Panji Watugunung segera menata tenaga dalam nya, seketika tubuh nya di selimuti cahaya kuning keemasan. Ajian Tameng Waja di padukan tingkat akhir Ajian Guntur Saketi. Tangan kiri dari telapak tangan hingga dada kiri Panji Watugunung di selimuti cahaya putih kebiruan seperti petir bercampur warna kuning keemasan.


Iblis Rambut Perak melompat ke udara dan membabatkan pedang kearah Panji Watugunung. Tangan kanan Watugunung yang memegang Pedang Naga Api menangkis sabetan pedang dari Iblis Rambut Perak.


Trang...


Cleshhhh..


Benturan 2 pedang berbeda hawa menimbulkan gelombang kejut kuat. Kedua orang itu sama sama terdorong ke belakang, namun Panji Watugunung segera melesat mengejar Iblis Rambut Perak.

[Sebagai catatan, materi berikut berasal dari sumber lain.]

//! Player registry.
//!
//! Owns every registered `Player`, in join order, and hands out names and colors.

use crate::config::game::{DEFAULT_COLOR, DEFAULT_PLAYER_NAME, MAX_NAME_LEN, MAX_PLAYERS, PLAYER_COLORS};
use crate::game::entities::Player;
use crate::game::error::GameError;

#[derive(Debug, Default)]
pub struct PlayerRegistry {
    players: Vec<Player>,
}

/// Trimmed, length-capped display name.
pub fn sanitize_name(name: &str) -> String {
    let trimmed = name.trim();
    if trimmed.is_empty() {
        return DEFAULT_PLAYER_NAME.to_string();
    }
    trimmed.chars().take(MAX_NAME_LEN).collect()
}

impl PlayerRegistry {
    pub fn new() -> Self {
        Self::default()
    }

    /// Register a player, or rename one that is already registered.
    pub fn join(&mut self, id: &str, name: &str) -> Result<&Player, GameError> {
        let username = sanitize_name(name);

        if let Some(idx) = self.index_of(id) {
            self.players[idx].username = username;
            return Ok(&self.players[idx]);
        }

        if self.players.len() >= MAX_PLAYERS {
            return Err(GameError::LobbyFull);
        }

        let color = self.free_color();
        self.players.push(Player::new(id.to_string(), username, color));
        Ok(&self.players[self.players.len() - 1])
    }

    /// Whether `id` could join right now.
    pub fn has_room_for(&self, id: &str) -> bool {
        self.contains(id) || self.players.len() < MAX_PLAYERS
    }

    pub fn remove(&mut self, id: &str) -> Option<Player> {
        self.index_of(id).map(|idx| self.players.remove(idx))
    }

    pub fn get(&self, id: &str) -> Option<&Player> {
        self.players.iter().find(|p| p.id == id)
    }

    pub fn get_mut(&mut self, id: &str) -> Option<&mut Player> {
        self.players.iter_mut().find(|p| p.id == id)
    }

    /// Like `get_mut`, but turns a miss into `UnknownPlayer`.
    pub fn require_mut(&mut self, id: &str) -> Result<&mut Player, GameError> {
        self.get_mut(id).ok_or_else(|| GameError::UnknownPlayer(id.to_string()))
    }

    pub fn contains(&self, id: &str) -> bool {
        self.index_of(id).is_some()
    }

    #[cfg(test)]
    pub fn iter(&self) -> impl Iterator<Item = &Player> {
        self.players.iter()
    }

    pub fn iter_mut(&mut self) -> impl Iterator<Item = &mut Player> {
        self.players.iter_mut()
    }

    #[cfg(test)]
    pub fn len(&self) -> usize {
        self.players.len()
    }

    #[cfg(test)]
    pub fn is_empty(&self) -> bool {
        self.players.is_empty()
    }

    /// Display names in join order, as sent in `user-list`.
    pub fn usernames(&self) -> Vec<String> {
        self.players.iter().map(|p| p.username.clone()).collect()
    }

    /// Players currently on the map, other than `except`.
    pub fn spawned_except<'a>(&'a self, except: &'a str) -> impl Iterator<Item = &'a Player> + 'a {
        self.players.iter().filter(move |p| p.id != except && p.pos.is_some())
    }

    fn index_of(&self, id: &str) -> Option<usize> {
        self.players.iter().position(|p| p.id == id)
    }

    fn free_color(&self) -> String {
        PLAYER_COLORS
            .iter()
            .find(|color| !self.players.iter().any(|p| p.color == **color))
            .unwrap_or(&DEFAULT_COLOR)
            .to_string()
    }
}

#[cfg(test)]
mod tests {
    use super::*;

    #[test]
    fn test_fifth_join_is_refused() {
        let mut registry = PlayerRegistry::new();
        for i in 0..MAX_PLAYERS {
            registry.join(&format!("p{i}"), "name").unwrap();
        }
        assert_eq!(registry.join("p-extra", "late").unwrap_err(), GameError::LobbyFull);
        assert!(!registry.has_room_for("p-extra"));
        assert!(registry.has_room_for("p0"));
    }

    #[test]
    fn test_rejoin_renames_instead_of_adding() {
        let mut registry = PlayerRegistry::new();
        registry.join("p1", "Alice").unwrap();
        registry.join("p1", "  Alicia ").unwrap();
        assert_eq!(registry.len(), 1);
        assert_eq!(registry.usernames(), vec!["Alicia".to_string()]);
    }

    #[test]
    fn test_colors_are_unique_and_reused_after_leave() {
        let mut registry = PlayerRegistry::new();
        for i in 0..MAX_PLAYERS {
            registry.join(&format!("p{i}"), "x").unwrap();
        }
        let colors: Vec<_> = registry.iter().map(|p| p.color.clone()).collect();
        assert_eq!(colors, PLAYER_COLORS.iter().map(|c| c.to_string()).collect::<Vec<_>>());

        registry.remove("p1");
        let color = registry.join("p9", "x").unwrap().color.clone();
        assert_eq!(color, PLAYER_COLORS[1]);
    }

    #[test]
    fn test_names_are_sanitized() {
        assert_eq!(sanitize_name("   "), DEFAULT_PLAYER_NAME);
        assert_eq!(sanitize_name(&"a".repeat(50)).chars().count(), MAX_NAME_LEN);
    }
}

Iblis tua yang tak siap di serang, hanya menyabetkan pedang kearah pinggang.


Watugunung tidak berusaha menghindar dari sabetan pedang Iblis Rambut Perak.


"Mati kau!", teriak Iblis Rambut Perak sambil tersenyum penuh kemenangan, namun senyum nya segera memudar berganti keterkejutan saat pedangnya tak mampu merobek kulit Panji Watugunung.


Saat itulah, Panji Watugunung menghantam dada kanan Iblis Rambut Perak dengan pukulan Guntur Saketi.


Blammmm


Langkir yang melihat Iblis Rambut Perak tewas seketika melompat hendak kabur. Namun sebuah pisau terbang melayang cepat dan menangkap tepat di lehernya. Dewi Anggarawati yang dari tadi hanya menonton, menyeringai dari kejauhan.


'Enak saja mau kabur'


Sisa anak buah Iblis Rambut Perak melompat kabur meninggalkan arena pertarungan. Ada beberapa yang lolos, namun sebagian besar tewas di arena pertempuran.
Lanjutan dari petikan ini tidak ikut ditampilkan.